[SL4] Re: Abandon Ship

From: patrick@kia.net
Date: Sat Feb 12 2000 - 16:24:24 MST

From: patrick@kia.net

I'm responding to a digest message through the onelist web site, so this may
mess up any kind of thread tracking your mailer may be doing. Sorry.

>Message: 1
> Date: Thu, 10 Feb 2000 22:50:08 +0000
> From: Marc Forrester <A1200@xxxxx.xx.xx.xx>
>Subject: Abandon Ship
>> What we want and what the military want are two different things.
>> That doesn't mean they're mutually exclusive. We can't design them
>> to be 'good', or rather we can, but they could easily be changed.
>I don't think any militaries want AI as intelligent as themselves,
>anyway. They want loyal, obedient animal-like minds with blinding
>reaction speed and instincts hard-wired into their missile racks.
>Scary stuff, certainly, but not apocalyptically so.
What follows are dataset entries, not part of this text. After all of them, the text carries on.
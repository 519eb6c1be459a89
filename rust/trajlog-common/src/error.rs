use thiserror::Error;

#[derive(Debug, Error)]
#[error(transparent)]
pub struct Error(Box<ErrorKind>);

impl Error {
    pub fn kind(&self) -> &ErrorKind {
        self.0.as_ref()
    }

    pub fn into_kind(self) -> ErrorKind {
        *self.0
    }

    /// Returns `true` if this error represents a missing element
    /// (absent file, empty shard list, out-of-range episode).
    pub fn is_not_found(&self) -> bool {
        matches!(self.kind(), ErrorKind::NotFound { .. })
    }

    pub fn not_found(element: impl Into<String>) -> Error {
        Error(
            ErrorKind::NotFound {
                element: element.into(),
            }
            .into(),
        )
    }

    pub fn invalid_format(element: impl Into<String>, message: impl Into<String>) -> Error {
        Error(
            ErrorKind::InvalidFormat {
                element: element.into(),
                message: message.into(),
            }
            .into(),
        )
    }

    pub fn invalid_arg(name: impl Into<String>, message: impl Into<String>) -> Error {
        Error(
            ErrorKind::InvalidArgument {
                name: name.into(),
                message: message.into(),
            }
            .into(),
        )
    }

    pub fn invalid_operation(name: impl Into<String>) -> Error {
        Error(ErrorKind::InvalidOperation { name: name.into() }.into())
    }

    pub fn io(context: impl Into<String>, source: std::io::Error) -> Error {
        Error(
            ErrorKind::Io {
                context: context.into(),
                source,
            }
            .into(),
        )
    }
}

#[derive(Debug, Error)]
pub enum ErrorKind {
    #[error("not found: '{element}'")]
    NotFound { element: String },

    #[error("invalid argument {name}: {message}")]
    InvalidArgument { name: String, message: String },

    #[error("invalid operation {name}")]
    InvalidOperation { name: String },

    #[error("invalid storage format for '{element}': {message}")]
    InvalidFormat { element: String, message: String },

    #[error("checksum mismatch for '{element}'")]
    ChecksumMismatch { element: String },

    #[error("IO error for '{context}': {source}")]
    Io {
        context: String,
        source: std::io::Error,
    },
}

impl From<ErrorKind> for Error {
    fn from(kind: ErrorKind) -> Self {
        Error(kind.into())
    }
}

impl From<std::io::Error> for Error {
    fn from(e: std::io::Error) -> Self {
        Error::io("", e)
    }
}
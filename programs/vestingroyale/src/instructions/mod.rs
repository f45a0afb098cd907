pub mod close_pool;
pub mod create_vesting;
pub mod emit_take_quote;
pub mod take;

pub use close_pool::*;
pub use create_vesting::*;
pub use emit_take_quote::*;
pub use take::*;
 My understanding of the reason the military in the US put so much money in AI
research decades ago was not for the purposes of developing smarter weapons or
meaner soldiers, but rather for the purpose of creating superior intelligence
analysis agents. 'Intelligence' in this sense meaning spy stuff, satellite
photes, etc.

 The reason for this is that it takes a great deal of training and a special
kind of knack for a human to decide whether a satellite photograph has a
concealed tank in it, or how many soldiers are in a bunker, and so on. This
skill and related skills are expensive and so the 'MI' gained from it is
thereby expensive. Automating some or all of these tasks would be, they
reasoned, in the long term more cost efficient.

 There are more examples, like monitoring intercepted radio and phone traffic.
For instance, if during a stalemate situation (the cold war in Germany in the
70s, the Chinese vs. Taiwan, etc.) someone happened to notice that a general's
wife is burning up the phone lines looking for her husband, you might
(possibly) conclude that the brass have been sequestered prior to a sneak
attack (which I've been told is likely, though I can't quote my source).

 Military people might be very happy to put up with an AI 'smart' in the sense
of the ability to track disparate data over huge spectra and draw MI
conclusions from them.

 That's not to say that the militaries of the world won't think up all kinds of
ways to use AI to kill people. I'm only speaking historically.